Reputation: 1
I am extracting a string line to put it into csv with precise columns. The data looks like this:
Andrew Taggart 12345678 Math: 90 English: 78 Physics: 85
Jame Bond 1012478 English: 97 Physics: 85 Chemistry: 76
Hope Williams 1478978 Math: 89 English: 85 Physics: 76
and I want the output look like this
Name, Student_ID, Math, English, Physics, Chemistry
Andrew Taggart, 12345678, 90, 78, 85, -1
Jame Bond, 1012478, -1, 97, 85, 76
Hope Williams, 1478978, 89, 85, 76, -1
the format will be:
name|subject1|subject2|subject3
name1|23|34|23
name2|3|2|5
Note that after each columns there will be specified by "," and if student don't have grade on that subject it will be (-1) - like it is for Chemistry.
Here is my code so far.
import re
student = "Andrew Taggart 12345678 Math: 90 English: 78 Physics: 85"
name = re.split (r'(\d+)', student) [0] #extract name
-> Output: Andrew Taggart
ID = re.split (r'(\d+)', student) [1] #extract ID
-> Output: 12345678
headers = ["Math", "English", "Physics", "Chemistry"]
grade = re.findall(r"[-+]?\d*\.\d+|\d+", student) [1:]
-> Output: ["90", "78", "85"]
student_grade = list (i.strip().replace(":", "") for i in re.split (r"(\d+.\d+|\d+')", student)) [2:-1]
-> Output: ["Math", "90", "English", "78", "Physics", "85"]
Upvotes: 0
Views: 226
Reputation: 996
This does not return it the way you want, but may help.
formatted = {}
for word in data.split():
try:
num = int(word)
formatted.update({key: num})
key=""
except ValueError as ex:
if key == "":
key = word
else:
key += f" {word}"
And the output is such as:
{'Andrew Taggart': 12345678, 'Math:': 90, 'English:': 78, 'Physics:': 85}
You can easily use this format to create a csv.
----EDIT------
result = []
data = """Andrew Taggart 12345678 Math: 90 English: 78 Physics: 85
Jame Bond 1012478 English: 97 Physics: 85 Chemistry: 76
Hope Williams 1478978 Math: 89 English: 85 Physics: 76"""

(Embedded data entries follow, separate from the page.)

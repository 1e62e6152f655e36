//! app.rs
use crate::handlers::{scheduler_handler, tracking_handler};
use actix_web::web;

pub fn init_app(cfg: &mut web::ServiceConfig) {
    cfg.service(
        web::scope("/api")
            .service(
                web::scope("/scheduler")
                    .route(
                        "/run",
                        web::post().to(scheduler_handler::run_all_campaigns_endpoint),
                    )
                    .route(
                        "/campaigns/{id}/run",
                        web::post().to(scheduler_handler::run_campaign_pass_endpoint),
                    )
                    .route(
                        "/campaigns/{id}/preview",
                        web::get().to(scheduler_handler::preview_campaign_endpoint),
                    ),
            )
            .service(
                web::scope("/tracking").route(
                    "/campaigns/{id}/contacts/{contact_id}",
                    web::get().to(tracking_handler::contact_history_endpoint),
                ),
            ),
    );
}
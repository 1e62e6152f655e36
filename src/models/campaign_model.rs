//! models/campaign_model.rs
//! Campañas y contactos inscritos en ellas.

use std::str::FromStr;

use anyhow::{anyhow, Error};
use chrono::{DateTime, Utc};
use serde::{Deserialize, Serialize};

#[derive(Debug, Clone, Copy, PartialEq, Eq, Serialize, Deserialize)]
#[serde(rename_all = "snake_case")]
pub enum CampaignStatus {
    Active,
    Paused,
    Completed,
}

impl CampaignStatus {
    pub fn as_str(&self) -> &'static str {
        match self {
            CampaignStatus::Active => "active",
            CampaignStatus::Paused => "paused",
            CampaignStatus::Completed => "completed",
        }
    }
}

impl FromStr for CampaignStatus {
    type Err = Error;

    fn from_str(s: &str) -> Result<Self, Self::Err> {
        match s {
            "active" => Ok(CampaignStatus::Active),
            "paused" => Ok(CampaignStatus::Paused),
            "completed" => Ok(CampaignStatus::Completed),
            other => Err(anyhow!("Estado de campaña desconocido: {}", other)),
        }
    }
}

#[derive(Debug, Clone, Serialize)]
pub struct Campaign {
    pub id: String,
    pub name: String,
    pub status: CampaignStatus,
    pub created_at: DateTime<Utc>,
}

/// Estado de la secuencia de un contacto.
/// `Halted` es terminal: lo pone un error permanente del transporte.
#[derive(Debug, Clone, Copy, PartialEq, Eq, Serialize, Deserialize)]
#[serde(rename_all = "snake_case")]
pub enum ContactStatus {
    Active,
    Completed,
    Halted,
}

impl ContactStatus {
    pub fn as_str(&self) -> &'static str {
        match self {
            ContactStatus::Active => "active",
            ContactStatus::Completed => "completed",
            ContactStatus::Halted => "halted",
        }
    }
}

impl FromStr for ContactStatus {
    type Err = Error;

    fn from_str(s: &str) -> Result<Self, Self::Err> {
        match s {
            "active" => Ok(ContactStatus::Active),
            "completed" => Ok(ContactStatus::Completed),
            "halted" => Ok(ContactStatus::Halted),
            other => Err(anyhow!("Estado de contacto desconocido: {}", other)),
        }
    }
}

#[derive(Debug, Clone, Serialize)]
pub struct Contact {
    pub id: i64,
    pub campaign_id: String,
    pub email: String,
    pub first_name: String,
    pub last_name: String,
    pub company: String,
    pub title: String,
    /// "T1".."T4"; si viene vacío se usa el grupo por defecto.
    pub timezone_group: Option<String>,
    /// Último paso enviado con éxito (0 = ninguno).
    pub sequence_step: i32,
    pub status: ContactStatus,
    pub last_contacted_at: Option<DateTime<Utc>>,
    pub created_at: DateTime<Utc>,
}
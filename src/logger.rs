//! logger.rs
//! Configuración del logger usando env_logger.

pub fn init_logger() {
    // RUST_LOG manda; si no está, nivel info. sqlx es muy verboso en info.
    let log_env = std::env::var("RUST_LOG").unwrap_or_else(|_| "info,sqlx=warn".to_string());

    env_logger::Builder::from_env(env_logger::Env::default().default_filter_or(log_env))
        .format_timestamp_secs()
        .init();
}
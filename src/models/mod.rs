//! models/mod.rs
//! Módulo raíz para modelos/estructuras compartidas.

pub mod campaign_model;
pub mod dispatch_model;
pub mod sender_model;
pub mod sequence_model;
pub mod tracking_model;
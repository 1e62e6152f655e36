//! services/tracking_ledger.rs
//! Ledger idempotente: una fila por (campaña, contacto, paso).

use anyhow::{anyhow, bail, Context, Result};
use chrono::{DateTime, Duration, Utc};
use sqlx::{Pool, Sqlite};

use crate::{
    models::{
        campaign_model::ContactStatus,
        tracking_model::{TrackingKey, TrackingRecord, TrackingStatus},
    },
    services::campaign_store::{parse_db_ts, to_db_ts},
};

#[derive(sqlx::FromRow)]
struct TrackingRow {
    campaign_id: String,
    contact_id: i64,
    step: i64,
    sender_email: String,
    status: String,
    message_id: Option<String>,
    error: Option<String>,
    attempts: i64,
    updated_at: String,
}

impl TryFrom<TrackingRow> for TrackingRecord {
    type Error = anyhow::Error;

    fn try_from(r: TrackingRow) -> Result<Self> {
        Ok(TrackingRecord {
            key: TrackingKey {
                campaign_id: r.campaign_id,
                contact_id: r.contact_id,
                step: i32::try_from(r.step).map_err(|_| anyhow!("step fuera de rango"))?,
            },
            sender_email: r.sender_email,
            status: r.status.parse()?,
            message_id: r.message_id,
            error: r.error,
            attempts: r.attempts,
            updated_at: parse_db_ts(&r.updated_at)?,
        })
    }
}

#[derive(Clone, Debug)]
pub struct TrackingLedger {
    db_pool: Pool<Sqlite>,
    reservation_ttl: Duration,
}

impl TrackingLedger {
    pub fn new(db_pool: Pool<Sqlite>, reservation_ttl_secs: i64) -> Self {
        TrackingLedger {
            db_pool,
            reservation_ttl: Duration::seconds(reservation_ttl_secs),
        }
    }

    /// Reserva la clave con un único INSERT ... ON CONFLICT.
    ///
    /// Gana si no hay fila, si la fila es 'failed'/'deferred', o si es una
    /// reserva abandonada (más vieja que el TTL). Nunca pisa un 'sent' ni una
    /// reserva en curso.
    pub async fn try_reserve(
        &self,
        key: &TrackingKey,
        sender_email: &str,
        now: DateTime<Utc>,
    ) -> Result<bool> {
        let now_ts = to_db_ts(now);
        let stale_before = to_db_ts(now - self.reservation_ttl);

        let result = sqlx::query(
            r#"
            INSERT INTO tracking_records (
                campaign_id, contact_id, step, sender_email, status,
                message_id, error, attempts, reserved_at, updated_at
            )
            VALUES (?1, ?2, ?3, ?4, 'reserved', NULL, NULL, 1, ?5, ?5)
            ON CONFLICT (campaign_id, contact_id, step) DO UPDATE SET
                sender_email = excluded.sender_email,
                status = 'reserved',
                message_id = NULL,
                error = NULL,
                attempts = tracking_records.attempts + 1,
                reserved_at = excluded.reserved_at,
                updated_at = excluded.updated_at
            WHERE tracking_records.status IN ('failed', 'deferred')
               OR (tracking_records.status = 'reserved' AND tracking_records.reserved_at < ?6)
            "#,
        )
        .bind(&key.campaign_id)
        .bind(key.contact_id)
        .bind(key.step)
        .bind(sender_email)
        .bind(&now_ts)
        .bind(&stale_before)
        .execute(&self.db_pool)
        .await
        .context("Fallo al reservar tracking")?;

        Ok(result.rows_affected() == 1)
    }

    /// Cierra una reserva como 'failed' o 'deferred'. El contacto no avanza.
    pub async fn record_outcome(
        &self,
        key: &TrackingKey,
        status: TrackingStatus,
        sender_email: &str,
        error: Option<&str>,
        now: DateTime<Utc>,
    ) -> Result<()> {
        match status {
            TrackingStatus::Failed | TrackingStatus::Deferred => {}
            TrackingStatus::Sent | TrackingStatus::Reserved => {
                bail!(
                    "record_outcome no acepta '{}'; usar record_sent_and_advance",
                    status.as_str()
                )
            }
        }

        let result = sqlx::query(
            r#"
            UPDATE tracking_records
            SET status = ?4, sender_email = ?5, error = ?6, updated_at = ?7
            WHERE campaign_id = ?1 AND contact_id = ?2 AND step = ?3 AND status = 'reserved'
            "#,
        )
        .bind(&key.campaign_id)
        .bind(key.contact_id)
        .bind(key.step)
        .bind(status.as_str())
        .bind(sender_email)
        .bind(error)
        .bind(to_db_ts(now))
        .execute(&self.db_pool)
        .await
        .context("Fallo al registrar resultado")?;

        if result.rows_affected() != 1 {
            bail!(
                "La reserva de {:?} ya no existe; no se registró '{}'",
                key,
                status.as_str()
            );
        }
        Ok(())
    }

    /// 'sent' + avance del contacto en una sola transacción.
    pub async fn record_sent_and_advance(
        &self,
        key: &TrackingKey,
        sender_email: &str,
        message_id: &str,
        contacted_at: DateTime<Utc>,
    ) -> Result<()> {
        let now_ts = to_db_ts(contacted_at);
        let mut tx = self
            .db_pool
            .begin()
            .await
            .context("Fallo al abrir transacción")?;

        let tracked = sqlx::query(
            r#"
            UPDATE tracking_records
            SET status = 'sent', sender_email = ?4, message_id = ?5, error = NULL, updated_at = ?6
            WHERE campaign_id = ?1 AND contact_id = ?2 AND step = ?3 AND status = 'reserved'
            "#,
        )
        .bind(&key.campaign_id)
        .bind(key.contact_id)
        .bind(key.step)
        .bind(sender_email)
        .bind(message_id)
        .bind(&now_ts)
        .execute(&mut *tx)
        .await
        .context("Fallo al marcar tracking como sent")?;

        if tracked.rows_affected() != 1 {
            tx.rollback().await.ok();
            bail!("Reserva perdida para {:?}; no se avanza el contacto", key);
        }

        // El paso solo sube de a uno y solo desde el valor esperado.
        let advanced = sqlx::query(
            r#"
            UPDATE contacts
            SET sequence_step = ?3, last_contacted_at = ?4
            WHERE id = ?1 AND campaign_id = ?2 AND sequence_step = ?3 - 1
            "#,
        )
        .bind(key.contact_id)
        .bind(&key.campaign_id)
        .bind(key.step)
        .bind(&now_ts)
        .execute(&mut *tx)
        .await
        .context("Fallo al avanzar contacto")?;

        if advanced.rows_affected() != 1 {
            tx.rollback().await.ok();
            bail!(
                "El contacto {} no está en el paso {}; no se avanza",
                key.contact_id,
                key.step - 1
            );
        }

        tx.commit().await.context("Fallo al confirmar transacción")?;
        Ok(())
    }

    /// 'failed' + contacto detenido, para errores permanentes.
    pub async fn record_failed_and_halt(
        &self,
        key: &TrackingKey,
        sender_email: &str,
        error: &str,
        now: DateTime<Utc>,
    ) -> Result<()> {
        let now_ts = to_db_ts(now);
        let mut tx = self
            .db_pool
            .begin()
            .await
            .context("Fallo al abrir transacción")?;

        let tracked = sqlx::query(
            r#"
            UPDATE tracking_records
            SET status = 'failed', sender_email = ?4, error = ?5, updated_at = ?6
            WHERE campaign_id = ?1 AND contact_id = ?2 AND step = ?3 AND status = 'reserved'
            "#,
        )
        .bind(&key.campaign_id)
        .bind(key.contact_id)
        .bind(key.step)
        .bind(sender_email)
        .bind(error)
        .bind(&now_ts)
        .execute(&mut *tx)
        .await
        .context("Fallo al marcar tracking como failed")?;

        if tracked.rows_affected() != 1 {
            tx.rollback().await.ok();
            bail!("Reserva perdida para {:?}; no se detiene el contacto", key);
        }

        sqlx::query("UPDATE contacts SET status = ?2 WHERE id = ?1")
            .bind(key.contact_id)
            .bind(ContactStatus::Halted.as_str())
            .execute(&mut *tx)
            .await
            .context("Fallo al detener contacto")?;

        tx.commit().await.context("Fallo al confirmar transacción")?;
        Ok(())
    }

    pub async fn get(&self, key: &TrackingKey) -> Result<Option<TrackingRecord>> {
        let row = sqlx::query_as::<_, TrackingRow>(
            r#"
            SELECT campaign_id, contact_id, step, sender_email, status,
                   message_id, error, attempts, updated_at
            FROM tracking_records
            WHERE campaign_id = ?1 AND contact_id = ?2 AND step = ?3
            "#,
        )
        .bind(&key.campaign_id)
        .bind(key.contact_id)
        .bind(key.step)
        .fetch_optional(&self.db_pool)
        .await
        .context("Fallo al leer tracking")?;

        row.map(TrackingRecord::try_from).transpose()
    }

    /// Historial de un contacto, paso por paso.
    pub async fn history(&self, campaign_id: &str, contact_id: i64) -> Result<Vec<TrackingRecord>> {
        let rows = sqlx::query_as::<_, TrackingRow>(
            r#"
            SELECT campaign_id, contact_id, step, sender_email, status,
                   message_id, error, attempts, updated_at
            FROM tracking_records
            WHERE campaign_id = ?1 AND contact_id = ?2
            ORDER BY step ASC
            "#,
        )
        .bind(campaign_id)
        .bind(contact_id)
        .fetch_all(&self.db_pool)
        .await
        .context("Fallo al leer historial de tracking")?;

        rows.into_iter().map(TrackingRecord::try_from).collect()
    }
}
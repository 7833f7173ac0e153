//! Core business logic: expense records, periods, totals and formatting

pub mod aggregate;
pub mod analytics;
pub mod config;
pub mod currency;
pub mod expense;
pub mod format;
pub mod log;
pub mod period;
pub mod settings;

// Re-export main types for cleaner imports
pub use aggregate::{DayGroup, group_by_day, total_for_period};
pub use expense::{Expense, ExpenseError};
pub use format::{CurrencyFormatter, FormatOptions, Preset, format_currency};
pub use period::{Direction, Period, ViewMode, WeekStart, is_navigation_allowed};
pub use settings::{SettingsUpdate, UserSettings};
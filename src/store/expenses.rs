use crate::core::expense::{Expense, ExpenseError, validate_entry};
use crate::store::KeyValueStore;
use anyhow::{Context, Result};
use chrono::{DateTime, Utc};
use serde::Deserialize;
use serde_json::Value;
use std::sync::Arc;
use tokio::sync::Mutex;
use tracing::{debug, info, warn};

const EXPENSES_KEY: &str = "expenses";

/// Expense list persisted as a single JSON array.
pub struct ExpenseRepository {
    store: Arc<dyn KeyValueStore>,
    write_lock: Mutex<()>,
}

impl ExpenseRepository {
    pub fn new(store: Arc<dyn KeyValueStore>) -> Self {
        Self {
            store,
            write_lock: Mutex::new(()),
        }
    }

    /// All stored expenses, newest first.
    ///
    /// Entries that cannot be read as an expense (for example a malformed
    /// timestamp) are skipped with a warning. They stay in storage.
    pub async fn list(&self) -> Result<Vec<Expense>> {
        let (expenses, _) = self.load().await?;
        Ok(expenses)
    }

    /// Validates and stores a new expense. `created_at` defaults to now.
    pub async fn add(
        &self,
        amount: f64,
        description: &str,
        created_at: Option<DateTime<Utc>>,
    ) -> Result<Expense> {
        let _guard = self.write_lock.lock().await;
        let expense = Expense::new(amount, description, created_at.unwrap_or_else(Utc::now))?;

        let (mut expenses, unreadable) = self.load().await?;
        expenses.insert(0, expense.clone());
        self.save(&mut expenses, unreadable).await?;
        info!("Added expense {}", expense.id);
        Ok(expense)
    }

    /// Replaces amount and description; id and timestamp are kept.
    pub async fn update(&self, id: &str, amount: f64, description: &str) -> Result<Expense> {
        let _guard = self.write_lock.lock().await;
        let description = validate_entry(amount, description)?;

        let (mut expenses, unreadable) = self.load().await?;
        let expense = expenses
            .iter_mut()
            .find(|expense| expense.id == id)
            .ok_or_else(|| ExpenseError::NotFound(id.to_string()))?;
        expense.amount = amount;
        expense.description = description;
        let updated = expense.clone();

        self.save(&mut expenses, unreadable).await?;
        info!("Updated expense {id}");
        Ok(updated)
    }

    pub async fn delete(&self, id: &str) -> Result<Expense> {
        let _guard = self.write_lock.lock().await;
        let (mut expenses, unreadable) = self.load().await?;
        let position = expenses
            .iter()
            .position(|expense| expense.id == id)
            .ok_or_else(|| ExpenseError::NotFound(id.to_string()))?;
        let removed = expenses.remove(position);

        self.save(&mut expenses, unreadable).await?;
        info!("Deleted expense {id}");
        Ok(removed)
    }

    pub async fn clear(&self) -> Result<()> {
        let _guard = self.write_lock.lock().await;
        self.store.remove(EXPENSES_KEY).await?;
        info!("All expenses cleared");
        Ok(())
    }

    /// Decoded expenses sorted newest first, plus the raw entries that did
    /// not decode.
    async fn load(&self) -> Result<(Vec<Expense>, Vec<Value>)> {
        let Some(raw) = self.store.get(EXPENSES_KEY).await? else {
            debug!("No stored expenses");
            return Ok((Vec::new(), Vec::new()));
        };

        let entries: Vec<Value> =
            serde_json::from_str(&raw).context("Failed to parse stored expenses")?;
        let mut expenses = Vec::with_capacity(entries.len());
        let mut unreadable = Vec::new();
        for entry in entries {
            match Expense::deserialize(&entry) {
                Ok(expense) => expenses.push(expense),
                Err(e) => {
                    warn!("Skipping unreadable expense entry: {e}");
                    unreadable.push(entry);
                }
            }
        }
        expenses.sort_by(Expense::newest_first);
        debug!(
            "Loaded {} expenses ({} unreadable)",
            expenses.len(),
            unreadable.len()
        );
        Ok((expenses, unreadable))
    }

    /// Writes `expenses` newest first, followed by the unreadable entries
    /// exactly as they were stored.
    async fn save(&self, expenses: &mut [Expense], unreadable: Vec<Value>) -> Result<()> {
        expenses.sort_by(Expense::newest_first);
        let mut entries = expenses
            .iter()
            .map(serde_json::to_value)
            .collect::<Result<Vec<Value>, _>>()
            .context("Failed to serialize expenses")?;
        entries.extend(unreadable);
        let json = serde_json::to_string(&entries).context("Failed to serialize expenses")?;
        self.store.set(EXPENSES_KEY, &json).await
    }
}
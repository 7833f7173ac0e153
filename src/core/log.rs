use tracing::level_filters::LevelFilter;
use tracing_subscriber::{
    EnvFilter, filter::Targets, fmt, prelude::__tracing_subscriber_SubscriberExt,
    util::SubscriberInitExt,
};

/// Installs the global subscriber. Output is off unless `verbose` is set or
/// `RUST_LOG` overrides it. The storage engine only reports warnings.
pub fn init_logging(verbose: bool) {
    let app_level = if verbose {
        LevelFilter::DEBUG
    } else {
        LevelFilter::OFF
    };
    let targets = Targets::new()
        .with_target(env!("CARGO_CRATE_NAME"), app_level)
        .with_target("fjall", LevelFilter::WARN.min(app_level));
    let env_filter = EnvFilter::try_from_default_env()
        .unwrap_or_else(|_| EnvFilter::new(app_level.to_string().to_lowercase()));

    tracing_subscriber::registry()
        .with(fmt::layer().pretty().without_time())
        .with(targets)
        .with(env_filter)
        .init();
}
pub mod cli;
pub mod context;
pub mod core;
pub mod store;

use crate::context::AppContext;
use crate::core::config::AppConfig;
use crate::core::format::Preset;
use crate::core::period::ViewMode;
use crate::core::settings::SettingsUpdate;
use anyhow::Result;
use chrono::Utc;
use tracing::{debug, info};

#[derive(Debug, Clone)]
pub enum AppCommand {
    Add {
        amount: f64,
        description: String,
        date: Option<String>,
    },
    Edit {
        id: String,
        amount: f64,
        description: String,
    },
    Delete {
        id: String,
    },
    List {
        view: Option<String>,
        date: Option<String>,
    },
    Summary,
    Settings {
        update: SettingsUpdate,
        reset: bool,
    },
    Currencies,
    Clear,
    Format {
        amount: f64,
        preset: Option<String>,
    },
}

pub async fn run_command(command: AppCommand, config_path: Option<&str>) -> Result<()> {
    info!("spendlog starting...");

    if let AppCommand::Currencies = command {
        return cli::settings::list_currencies();
    }

    let config = match config_path {
        Some(path) => AppConfig::load_from_path(path)?,
        None => AppConfig::load()?,
    };
    debug!("Loaded config: {config:#?}");

    let mut ctx = AppContext::open(config).await?;
    let now = Utc::now();
    let today = ctx.today(now);

    match command {
        AppCommand::Add {
            amount,
            description,
            date,
        } => {
            let date = date
                .map(|d| cli::parse_date(&d, today))
                .transpose()?;
            cli::expenses::add(&ctx, amount, &description, date, now).await?;
        }
        AppCommand::Edit {
            id,
            amount,
            description,
        } => {
            cli::expenses::edit(&ctx, &id, amount, &description).await?;
        }
        AppCommand::Delete { id } => {
            cli::expenses::delete(&ctx, &id).await?;
        }
        AppCommand::List { view, date } => {
            let mode = match view {
                Some(view) => view.parse::<ViewMode>()?,
                None => ctx.config.default_view,
            };
            let selected = match date {
                Some(d) => cli::parse_date(&d, today)?,
                None => today,
            };
            cli::list::run(&ctx, mode, selected, now).await?;
        }
        AppCommand::Summary => cli::summary::run(&ctx, now).await?,
        AppCommand::Settings { update, reset } => {
            cli::settings::run(&mut ctx, update, reset).await?;
        }
        AppCommand::Clear => cli::expenses::clear(&ctx).await?,
        AppCommand::Format { amount, preset } => {
            let preset = preset.map(|p| p.parse::<Preset>()).transpose()?;
            cli::format::run(amount, preset, &ctx.formatter())?;
        }
        AppCommand::Currencies => {}
    }

    Ok(())
}
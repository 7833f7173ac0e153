//! Application state shared by every command.
use crate::core::config::AppConfig;
use crate::core::format::CurrencyFormatter;
use crate::core::period::local_date;
use crate::core::settings::UserSettings;
use crate::store::{self, ExpenseRepository, KeyValueStore, SettingsRepository};
use anyhow::Result;
use chrono::{DateTime, NaiveDate, Utc};
use chrono_tz::Tz;
use std::sync::Arc;
use tracing::debug;

pub struct AppContext {
    pub config: AppConfig,
    pub expenses: ExpenseRepository,
    pub settings_store: SettingsRepository,
    pub settings: UserSettings,
}

impl AppContext {
    /// Opens the on-disk store described by `config` and loads settings.
    pub async fn open(config: AppConfig) -> Result<Self> {
        let store = store::open_store(&config)?;
        Self::with_store(config, store).await
    }

    pub async fn with_store(config: AppConfig, store: Arc<dyn KeyValueStore>) -> Result<Self> {
        let settings_store = SettingsRepository::new(Arc::clone(&store));
        let settings = settings_store.load().await?;
        debug!("Using settings: {settings:?}");

        Ok(Self {
            config,
            expenses: ExpenseRepository::new(store),
            settings_store,
            settings,
        })
    }

    pub fn tz(&self) -> Tz {
        self.settings.tz()
    }

    pub fn today(&self, now: DateTime<Utc>) -> NaiveDate {
        local_date(now, self.tz())
    }

    pub fn formatter(&self) -> CurrencyFormatter {
        CurrencyFormatter::new(&self.settings.currency_symbol)
    }
}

for line in data.split("\n"):
student = True
form = {}
for word in line.split():
try:
num = int(word)
if student:
form.update({"name": key, "student_id": num})
student, key = False, ""
continue
form.update({key: num})
key=""
except ValueError as ex:
if key == "":
key = word
continue
key += f" {word}"
result.append(form)
Then just do:
import pandas as pd
pd.DataFrame(result).fillna(-1)
And you get:
name student_id Math: English: Physics: Chemistry:
0 Andrew Taggart 12345678 90.0 78 85 -1.0
1 Jame Bond 1012478 -1.0 97 85 76.0
2 Hope Williams 1478978 89.0 85 76 -1.0
Upvotes: 1